Okay, well, you would need to send me the file for me to figure out why this happens.  You can either send it to me directly in email or use Help→Report a Bug in ChimeraX and attach the file.

--Eric

> On Jan 31, 2023, at 9:24 AM, Lenye Dlamini <DLMLEN001 at myuct.ac.za> wrote:
> 
> Hello Eric,
> 
> Thanks for your response
> Yes I mean models.
> There is an "END" at the end of the file and no "ENDMDL" anywhere on the file.
> 
> 
> Kind regards,
> Lenye Dlamini
> From: Eric Pettersen <pett at cgl.ucsf.edu <mailto:pett at cgl.ucsf.edu>>
> Sent: Monday, January 30, 2023 9:50 PM
> To: Lenye Dlamini <DLMLEN001 at myuct.ac.za <mailto:DLMLEN001 at myuct.ac.za>>
> Cc: chimerax-users at cgl.ucsf.edu <mailto:chimerax-users at cgl.ucsf.edu> <chimerax-users at cgl.ucsf.edu <mailto:chimerax-users at cgl.ucsf.edu>>
> Subject: Re: [chimerax-users] Multi-chain single macromolecule .pdb file read as two molecules
>  
> CAUTION: This email originated outside the UCT network.
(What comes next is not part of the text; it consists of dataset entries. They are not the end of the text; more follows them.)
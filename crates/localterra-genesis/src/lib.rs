//! localterra-genesis
//!
//! Edits an exported Terra genesis so it can boot a local network:
//!
//! - [`migrate_code`] swaps the bytecode of stored contracts by code ID.
//! - [`migrate_into_localterra`] adds a single local validator, funds the
//!   LocalTerra test accounts, and keeps supply, staking, slashing and
//!   distribution state consistent with it.
//!
//! Both operate on a loaded [`Genesis`] in memory. Reading the input and
//! writing the result are left to the caller.

pub mod code;
pub mod document;
pub mod localnet;
pub mod params;

pub use code::{migrate_code, CodeArg};
pub use document::Genesis;
pub use localnet::{migrate_into_localterra, MigrationSummary};
pub use params::LocalValidatorProfile;
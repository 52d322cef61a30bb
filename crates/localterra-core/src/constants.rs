/// ─── LocalTerra Genesis Constants ───────────────────────────────────────────
///
/// Fixed values written into a genesis when it is turned into a
/// single-validator local network.
///
/// Base unit:  micro-denoms (1 LUNA = 1,000,000 uluna)
/// Power:      1 unit of voting power = 1,000,000 bonded uluna

// ── Units ────────────────────────────────────────────────────────────────────

/// Bonded micro-tokens backing one unit of consensus voting power.
pub const TOKENS_PER_POWER: u128 = 1_000_000;

/// Fractional digits of an SDK `Dec` string.
pub const DEC_PRECISION: usize = 18;

// ── Record type tags ─────────────────────────────────────────────────────────

pub const BASE_ACCOUNT_TYPE: &str = "/cosmos.auth.v1beta1.BaseAccount";

pub const TENDERMINT_ED25519_TYPE: &str = "tendermint/PubKeyEd25519";

pub const COSMOS_ED25519_TYPE: &str = "/cosmos.crypto.ed25519.PubKey";

pub const BOND_STATUS_BONDED: &str = "BOND_STATUS_BONDED";

// ── Staking defaults ─────────────────────────────────────────────────────────

pub const COMMISSION_RATE: &str = "0.100000000000000000";
pub const COMMISSION_MAX_RATE: &str = "0.200000000000000000";
pub const COMMISSION_MAX_CHANGE_RATE: &str = "0.010000000000000000";

pub const COMMISSION_UPDATE_TIME: &str = "2020-08-24T08:43:02.336889Z";

pub const MIN_SELF_DELEGATION: &str = "1";

/// Zero timestamp used for unbonding time and jailed-until.
pub const EPOCH_TIME: &str = "1970-01-01T00:00:00Z";

// ── Distribution periods ─────────────────────────────────────────────────────

/// Period the initial delegation starts from; its historical rewards record
/// is referenced by the validator and by the delegation.
pub const STARTING_PERIOD: &str = "1";
pub const CURRENT_PERIOD: &str = "2";
pub const HISTORICAL_REFERENCE_COUNT: u32 = 2;

// ── Initial height flag ──────────────────────────────────────────────────────

/// `--initial-height` value meaning "keep the genesis value". Compared as a
/// literal string, so `"00"` is an override.
pub const KEEP_INITIAL_HEIGHT: &str = "0";

// ── LocalTerra validator ─────────────────────────────────────────────────────

pub const LOCALTERRA_CHAIN_ID: &str = "localterra";
pub const LOCALTERRA_MONIKER: &str = "localterra";
pub const LOCALTERRA_WEBSITE: &str = "https://github.com/terra-project/LocalTerra";

pub const LOCALTERRA_NODE_ID: &str = "DA0317A8E3251C9AEAA38C34820568DCD030CF3F";
pub const LOCALTERRA_PUB_KEY: &str = "/zGmkgCWRFsJLETAzlzYsbu7EHS5HWpaSyR22rlFM68=";
pub const LOCALTERRA_ACC_ADDR: &str = "terra1dcegyrekltswvyy0xy69ydgxn9x8x32zdtapd8";
pub const LOCALTERRA_VAL_ADDR: &str = "terravaloper1dcegyrekltswvyy0xy69ydgxn9x8x32zdy3ua5";
pub const LOCALTERRA_CONS_ADDR: &str = "terravalcons1mgp3028ry5wf464r3s6gyptgmngrpnelhkuyvm";

/// bonded_tokens_pool module account.
pub const BONDED_POOL_ADDR: &str = "terra1fl48vsnmsdzcv85q5d2q4z5ajdha8yu3nln0mh";

pub const BOND_DENOM: &str = "uluna";

/// Test accounts funded on every localterra network. The first one is the
/// validator's own account.
pub const LOCALTERRA_ADDRS: [&str; 11] = [
    "terra1dcegyrekltswvyy0xy69ydgxn9x8x32zdtapd8",
    "terra1x46rqay4d3cssq8gxxvqz8xt6nwlz4td20k38v",
    "terra17lmam6zguazs5q5u6z5mmx76uj63gldnse2pdp",
    "terra1757tkx08n0cqrw7p86ny9lnxsqeth0wgp0em95",
    "terra199vw7724lzkwz6lf2hsx04lrxfkz09tg8dlp6r",
    "terra18wlvftxzj6zt0xugy2lr9nxzu402690ltaf4ss",
    "terra1e8ryd9ezefuucd4mje33zdms9m2s90m57878v9",
    "terra17tv2hvwpg0ukqgd2y5ct2w54fyan7z0zxrm2f9",
    "terra1lkccuqgj6sjwjn8gsa9xlklqv4pmrqg9dx2fxc",
    "terra1333veey879eeqcff8j3gfcgwt8cfrg9mq20v6f",
    "terra1fmcjjt6yc9wqup2r06urnrd928jhrde6gcld6n",
];

/// Bundle credited to each seeded address.
pub const INITIAL_BALANCE: [(&str, u128); 5] = [
    ("ueur", 10_000_000_000_000_000),
    ("ukrw", 1_000_000_000_000_000_000),
    ("uluna", 1_000_000_000_000_000),
    ("usdr", 10_000_000_000_000_000),
    ("uusd", 10_000_000_000_000_000),
];

/// Total supply added for the seeded accounts (eleven initial balances).
/// The bonded voting power is added to the bond denom on top of this.
pub const SUPPLY_INCREMENT: [(&str, u128); 5] = [
    ("uluna", 11_000_000_000_000_000),
    ("uusd", 110_000_000_000_000_000),
    ("ukrw", 11_000_000_000_000_000_000),
    ("ueur", 110_000_000_000_000_000),
    ("usdr", 110_000_000_000_000_000),
];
Do not click any links or open attachments unless you know and trust the source.
> 
> Hi Lenye,
> When you say "molecules", do you actually mean "models", i.e. the file creates multiple models in ChimeraX?  Are there MODEL/ENDMDL records in the file?  Is there and END record (not ENDMDL record) that's not at the end of the file?
> Yes, sending the PDB would be helpful...
> 
> --Eric
> 
> Eric Pettersen
> UCSF Computer Graphics Lab
> 
> 
>> On Jan 28, 2023, at 1:27 PM, Lenye Dlamini via ChimeraX-users <chimerax-users at cgl.ucsf.edu <mailto:chimerax-users at cgl.ucsf.edu>> wrote:
>> 
>> Hello,
>> 
>> I have a homo-oligomeric model that I've refined using phenix and the ISOLDE tool in ChimeraX that's read during deposition as 2 separate molecules, a larger 14mer and a smaller tetramer. 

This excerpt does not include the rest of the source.